[Given data Boundary: Start]
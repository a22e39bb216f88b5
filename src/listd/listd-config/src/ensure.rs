/*
 * vSMTP mail transfer agent
 * Copyright (C) 2022 viridIT SAS
 *
 * This program is free software: you can redistribute it and/or modify it under
 * the terms of the GNU General Public License as published by the Free Software
 * Foundation, either version 3 of the License, or any later version.
 *
 * This program is distributed in the hope that it will be useful, but WITHOUT
 * ANY WARRANTY; without even the implied warranty of MERCHANTABILITY or FITNESS
 * FOR A PARTICULAR PURPOSE.  See the GNU General Public License for more details.
 *
 * You should have received a copy of the GNU General Public License along with
 * this program. If not, see https://www.gnu.org/licenses/.
 *
*/
use crate::Config;

impl Config {
    pub(crate) fn ensure(config: Self) -> anyhow::Result<Self> {
        let runner = &config.server.runner;
        anyhow::ensure!(
            !runner.sleep_min.is_zero() && runner.sleep_min <= runner.sleep_max,
            "Runner sleep must be positive and `sleep_min` <= `sleep_max`, got {:?} and {:?}",
            runner.sleep_min,
            runner.sleep_max
        );
        anyhow::ensure!(
            runner.breaker_errors != 0,
            "Runner `breaker_errors` cannot be set to 0"
        );

        let mut kinds = std::collections::HashSet::new();
        for i in &config.server.runners {
            anyhow::ensure!(i.slices != 0, "Runner '{}' has 0 slices", i.kind);
            anyhow::ensure!(kinds.insert(i.kind), "Runner '{}' is duplicated", i.kind);
        }

        anyhow::ensure!(
            config.server.delivery.max_recipients != 0,
            "Delivery `max_recipients` cannot be set to 0"
        );
        anyhow::ensure!(
            !config.server.name.is_empty(),
            "The site name cannot be empty"
        );

        Ok(config)
    }
}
[Given data Boundary: End]
■ **How to complete this task**: All lines from the one that holds "for i in &config.server.runners" to the end of the entries above must be transcribed exactly, both ends included, and no others.

■ **Exercise output**:
        for i in &config.server.runners {
            anyhow::ensure!(i.slices != 0, "Runner '{}' has 0 slices", i.kind);
            anyhow::ensure!(kinds.insert(i.kind), "Runner '{}' is duplicated", i.kind);
        }

        anyhow::ensure!(
            config.server.delivery.max_recipients != 0,
            "Delivery `max_recipients` cannot be set to 0"
        );
        anyhow::ensure!(
            !config.server.name.is_empty(),
            "The site name cannot be empty"
        );

        Ok(config)
    }
}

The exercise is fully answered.